Everything seems new even though it overlaps with the forms of past moments which have led me to this moment, here and now. They have not disappeared but have moved from the concrete to the ethereal. Time and space cannot be linear. They are layered. In between the lines lies the essence. Somewhere between the present and oblivion is the form of our lives. “They’ll interweave and intertwine in such a deep way.”
“The spiral of the shell is like the journey of life.” My friend stops to pick up a few shells. My first thought is, “Damn tourists. You always tell them apart because they stop to gather shells”. I look down to notice a broken shell halfway crushed down into the sand. Franks words: “A partial form” resonates in my head. I too begin to bend over and pick them up. “The spiral of the shell….” One by one I squash them into my back pocket. Somehow the sensation of sand under my nails and salt water tangling my hair gives me the feeling of freedom. I am standing at one fleeting heartbeat in the span of my life. I am drawn to the broken shells. The fractures on the outer layer give me a view into the spine, the inner workings that brought the outer into being.
And in a moment I can “see” the picture of all that has happened before me, here in this place, as the partial form, which has brought me to this present unfolding in my life.

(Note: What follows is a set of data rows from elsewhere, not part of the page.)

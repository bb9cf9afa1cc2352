use crate::models::{
    CategoryFilter, CommentListResponse, CreateCommentRequest, CreateCommentResponse,
    CreatePostRequest, CreatePostResponse, DeleteReport, FeedQuery, LikeOutcome, PostListResponse,
    PostView, Session,
};
use crate::services::forum_service;
use crate::state::AppState;
use crate::sync::{FeedEvent, LiveFeed};
use crate::utils::AppError;
use actix_web::{http::header, web, HttpResponse};

/// GET /api/v1/posts - Current forum view
#[utoipa::path(
    get,
    path = "/api/v1/posts",
    tag = "Forum",
    params(FeedQuery),
    responses(
        (status = 200, description = "Posts, newest first", body = PostListResponse)
    ),
    security(("bearer_auth" = []))
)]
pub async fn list_posts(
    state: web::Data<AppState>,
    session: web::ReqData<Session>,
    query: web::Query<FeedQuery>,
) -> Result<HttpResponse, AppError> {
    let filter = CategoryFilter::parse(query.category.as_deref());
    let posts = forum_service::list_posts(&state, &session, &filter).await?;
    Ok(HttpResponse::Ok().json(PostListResponse {
        success: true,
        total: posts.len(),
        posts,
    }))
}

/// POST /api/v1/posts - Creates a post
#[utoipa::path(
    post,
    path = "/api/v1/posts",
    tag = "Forum",
    request_body = CreatePostRequest,
    responses(
        (status = 201, description = "Post created", body = CreatePostResponse),
        (status = 400, description = "Blank title or content")
    ),
    security(("bearer_auth" = []))
)]
pub async fn create_post(
    state: web::Data<AppState>,
    session: web::ReqData<Session>,
    body: web::Json<CreatePostRequest>,
) -> Result<HttpResponse, AppError> {
    let id = forum_service::create_post(&state, &session, &body).await?;
    Ok(HttpResponse::Created().json(CreatePostResponse { success: true, id }))
}

fn sse_frame(event: FeedEvent<PostView>) -> web::Bytes {
    let payload = match event {
        FeedEvent::Snapshot(posts) => serde_json::json!({
            "type": "snapshot",
            "total": posts.len(),
            "posts": posts,
        }),
        FeedEvent::Error(e) => serde_json::json!({
            "type": "error",
            "error": e.to_string(),
        }),
    };
    web::Bytes::from(format!("data: {}\n\n", payload))
}

/// GET /api/v1/posts/live - Server-Sent Events stream of full forum snapshots.
/// The feed is torn down when the client disconnects.
#[utoipa::path(
    get,
    path = "/api/v1/posts/live",
    tag = "Forum",
    params(FeedQuery),
    responses(
        (status = 200, description = "text/event-stream of snapshots")
    ),
    security(("bearer_auth" = []))
)]
pub async fn live_posts(
    state: web::Data<AppState>,
    session: web::ReqData<Session>,
    query: web::Query<FeedQuery>,
) -> HttpResponse {
    let filter = CategoryFilter::parse(query.category.as_deref());
    let feed: LiveFeed<PostView> = state.forum.open(session.into_inner(), filter);
    log::info!("📡 SSE stream opened: {}", feed.label());

    let body = futures::stream::unfold(feed, |mut feed| async move {
        let event = feed.next().await?;
        Some((Ok::<_, std::convert::Infallible>(sse_frame(event)), feed))
    });

    HttpResponse::Ok()
        .insert_header((header::CONTENT_TYPE, "text/event-stream"))
        .insert_header((header::CACHE_CONTROL, "no-cache"))
        .streaming(body)
}

/// POST /api/v1/posts/{id}/like - Toggles the caller's like
#[utoipa::path(
    post,
    path = "/api/v1/posts/{id}/like",
    tag = "Forum",
    params(("id" = String, Path, description = "Post id")),
    responses(
        (status = 200, description = "New like state", body = LikeOutcome),
        (status = 404, description = "Post not found")
    ),
    security(("bearer_auth" = []))
)]
pub async fn toggle_like(
    state: web::Data<AppState>,
    session: web::ReqData<Session>,
    path: web::Path<String>,
) -> Result<HttpResponse, AppError> {
    let outcome = forum_service::toggle_like(&state, &session, &path).await?;
    Ok(HttpResponse::Ok().json(outcome))
}

/// DELETE /api/v1/posts/{id} - Deletes a post and its comments (author only)
#[utoipa::path(
    delete,
    path = "/api/v1/posts/{id}",
    tag = "Forum",
    params(("id" = String, Path, description = "Post id")),
    responses(
        (status = 200, description = "Post deleted", body = DeleteReport),
        (status = 403, description = "Caller is not the author"),
        (status = 404, description = "Post not found")
    ),
    security(("bearer_auth" = []))
)]
pub async fn delete_post(
    state: web::Data<AppState>,
    session: web::ReqData<Session>,
    path: web::Path<String>,
) -> Result<HttpResponse, AppError> {
    let report = forum_service::delete_post(&state, &session, &path).await?;
    Ok(HttpResponse::Ok().json(report))
}

/// GET /api/v1/posts/{id}/comments - Comments, oldest first
#[utoipa::path(
    get,
    path = "/api/v1/posts/{id}/comments",
    tag = "Forum",
    params(("id" = String, Path, description = "Post id")),
    responses(
        (status = 200, description = "Comments", body = CommentListResponse)
    ),
    security(("bearer_auth" = []))
)]
pub async fn list_comments(
    state: web::Data<AppState>,
    path: web::Path<String>,
) -> Result<HttpResponse, AppError> {
    let comments = forum_service::list_comments(&state, &path).await?;
    Ok(HttpResponse::Ok().json(CommentListResponse {
        success: true,
        total: comments.len(),
        comments,
    }))
}

/// POST /api/v1/posts/{id}/comments - Adds a comment
#[utoipa::path(
    post,
    path = "/api/v1/posts/{id}/comments",
    tag = "Forum",
    params(("id" = String, Path, description = "Post id")),
    request_body = CreateCommentRequest,
    responses(
        (status = 201, description = "Comment created", body = CreateCommentResponse)
    ),
    security(("bearer_auth" = []))
)]
pub async fn add_comment(
    state: web::Data<AppState>,
    session: web::ReqData<Session>,
    path: web::Path<String>,
    body: web::Json<CreateCommentRequest>,
) -> Result<HttpResponse, AppError> {
    let id = forum_service::add_comment(&state, &session, &path, &body.content).await?;
    Ok(HttpResponse::Created().json(CreateCommentResponse { success: true, id }))
}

My memories are the inner labyrinth that forges a definitive outer form from the myriad of possibilities that swirl around each of us every second of every day, making order out of chaos. The dreamy childhood recollections of Christmas lights at Harbor Town, the fight with my sister when I was 18 years old, moving down here in hopes of making a doomed marriage work, sitting up at the hospital till all hours next to my fathers bed, the divorce, finding my own life, getting a tattoo, the military funeral playing taps, 4 years of teaching, the discovery that art keeps my soul alive.
It is easy to feel so far removed from it all sitting at my computer at 2 a.m. pounding away at the keys in hopes that, if I hit them hard and fast enough, my future can somehow be cast forth from such a frenzy. But here, on the beach, with a broken spiral shell in my hand I am all too fully aware that who I am on the outside has been born out of the inner spiral that is the sum total of all my past lived experiences. And the opus, the ultimate act of creativity, which is our future, holds it’s partial from in the past. And the empty spaces that make something partial and incomplete are the unknowns that can only be gleaned through the eyes of an artist. “Art at any age…can awaken something…that stirs one… that awakens the soul to move in a way that doesn’t always have the opportunity in the sort of pedestrian normal day to day running.” Possibility cannot be named without excluding out all other meanings. The unknown, like smoke, will dissolve and float away in our tight grasp. We are its partial form.
Moonlight Sonata plays, moves through my darkness, and although the notes stay with me somewhere deep inside, they simultaneously float into this time and space only for a brief moment before they are again gone. Fleeting and eternal. Fixed only by my memory of them. My essay has emerged through serendipity. Thank you Kristen.
Similarly, what my interviewees had to say about the way they teach, their attitudes towards life exemplify the soul of an artist available to anyone who has the good fortune “through serendipity” to awaken their own senses and create a future between the form of what is, what has been, and the emergence of sublime possibility.
Art is a way of living and seeing our lives. Staring at my interview transcripts, their words have transformed before my eyes. ..observe… awaken … inner and outer form … the spiral of the shell. They represent the relationship between the artist and the medium. The relationship between teacher and student. The relationship between self and life. What will I walk away with from this study? How have I changed as the result? More than you or I will ever know.